== Directions for this task ==
Transcribe the full listing word for word, leaving nothing out.

########################################

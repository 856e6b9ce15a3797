pub mod entities;
pub mod errors;
pub mod services;
//! Planner proposal, decision, and event feed endpoints

use axum::extract::State;
use axum::Json;
use serde::Deserialize;
use serde_json::{json, Value};
use std::sync::Arc;

use crate::application::services::action_gateway::{ActionOutcome, ActionRequest};
use crate::application::{ApiResult, AppState};
use crate::domain::entities::action::PlannerAction;
use crate::domain::entities::proposal::Proposal;
use crate::domain::services::planner;

/// GET /agents/planner/proposals
///
/// Re-derives proposals fresh from the item ledger on every call.
pub async fn proposals(State(state): State<Arc<AppState>>) -> ApiResult<Vec<Proposal>> {
    let items = state
        .items
        .list_all()
        .await
        .map_err(|e| state.reply_error(e.into()))?;

    let snapshots: Vec<_> = items.iter().map(Into::into).collect();

    Ok(Json(planner::propose(&snapshots)))
}

#[derive(Debug, Deserialize)]
pub struct ActRequest {
    #[serde(default)]
    pub action: String,
    #[serde(default)]
    pub item_id: i64,
    #[serde(default)]
    pub qty: i64,
    #[serde(default)]
    pub sku: String,
    #[serde(default)]
    pub proposal_id: String,
}

/// POST /agents/planner/act
pub async fn act(
    State(state): State<Arc<AppState>>,
    Json(req): Json<ActRequest>,
) -> ApiResult<Value> {
    let action = PlannerAction::parse(&req.action).map_err(|e| state.reply_error(e.into()))?;

    let outcome = state
        .gateway
        .act(ActionRequest {
            action,
            item_id: req.item_id,
            qty: req.qty,
            sku: req.sku,
            proposal_id: req.proposal_id,
        })
        .await
        .map_err(|e| state.reply_error(e))?;

    let body = match outcome {
        ActionOutcome::Approved { po_id, message } => {
            json!({"ok": true, "message": message, "po_id": po_id})
        }
        ActionOutcome::Rejected { message } => json!({"ok": true, "message": message}),
    };

    Ok(Json(body))
}

/// GET /events — latest 100 audit events, newest first
pub async fn recent_events(State(state): State<Arc<AppState>>) -> ApiResult<Vec<Value>> {
    let events = state
        .events
        .recent(100)
        .await
        .map_err(|e| state.reply_error(e.into()))?;

    let rows = events
        .iter()
        .map(|e| {
            json!({
                "id": e.id,
                "ts": e.ts,
                "actor": e.actor,
                "event_type": e.event_type,
                "payload_json": e.payload(),
            })
        })
        .collect();

    Ok(Json(rows))
}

########################################

== Result ==
repository 856e6b9ce15a3797
pub mod entities;
pub mod errors;
pub mod services;
//! Planner proposal, decision, and event feed endpoints

use axum::extract::State;
use axum::Json;
use serde::Deserialize;
use serde_json::{json, Value};
use std::sync::Arc;

use crate::application::services::action_gateway::{ActionOutcome, ActionRequest};
use crate::application::{ApiResult, AppState};
use crate::domain::entities::action::PlannerAction;
use crate::domain::entities::proposal::Proposal;
use crate::domain::services::planner;

/// GET /agents/planner/proposals
///
/// Re-derives proposals fresh from the item ledger on every call.
pub async fn proposals(State(state): State<Arc<AppState>>) -> ApiResult<Vec<Proposal>> {
    let items = state
        .items
        .list_all()
        .await
        .map_err(|e| state.reply_error(e.into()))?;

    let snapshots: Vec<_> = items.iter().map(Into::into).collect();

    Ok(Json(planner::propose(&snapshots)))
}

#[derive(Debug, Deserialize)]
pub struct ActRequest {
    #[serde(default)]
    pub action: String,
    #[serde(default)]
    pub item_id: i64,
    #[serde(default)]
    pub qty: i64,
    #[serde(default)]
    pub sku: String,
    #[serde(default)]
    pub proposal_id: String,
}

/// POST /agents/planner/act
pub async fn act(
    State(state): State<Arc<AppState>>,
    Json(req): Json<ActRequest>,
) -> ApiResult<Value> {
    let action = PlannerAction::parse(&req.action).map_err(|e| state.reply_error(e.into()))?;

    let outcome = state
        .gateway
        .act(ActionRequest {
            action,
            item_id: req.item_id,
            qty: req.qty,
            sku: req.sku,
            proposal_id: req.proposal_id,
        })
        .await
        .map_err(|e| state.reply_error(e))?;

    let body = match outcome {
        ActionOutcome::Approved { po_id, message } => {
            json!({"ok": true, "message": message, "po_id": po_id})
        }
        ActionOutcome::Rejected { message } => json!({"ok": true, "message": message}),
    };

    Ok(Json(body))
}

/// GET /events — latest 100 audit events, newest first
pub async fn recent_events(State(state): State<Arc<AppState>>) -> ApiResult<Vec<Value>> {
    let events = state
        .events
        .recent(100)
        .await
        .map_err(|e| state.reply_error(e.into()))?;

    let rows = events
        .iter()
        .map(|e| {
            json!({
                "id": e.id,
                "ts": e.ts,
                "actor": e.actor,
                "event_type": e.event_type,
                "payload_json": e.payload(),
            })
        })
        .collect();

    Ok(Json(rows))
}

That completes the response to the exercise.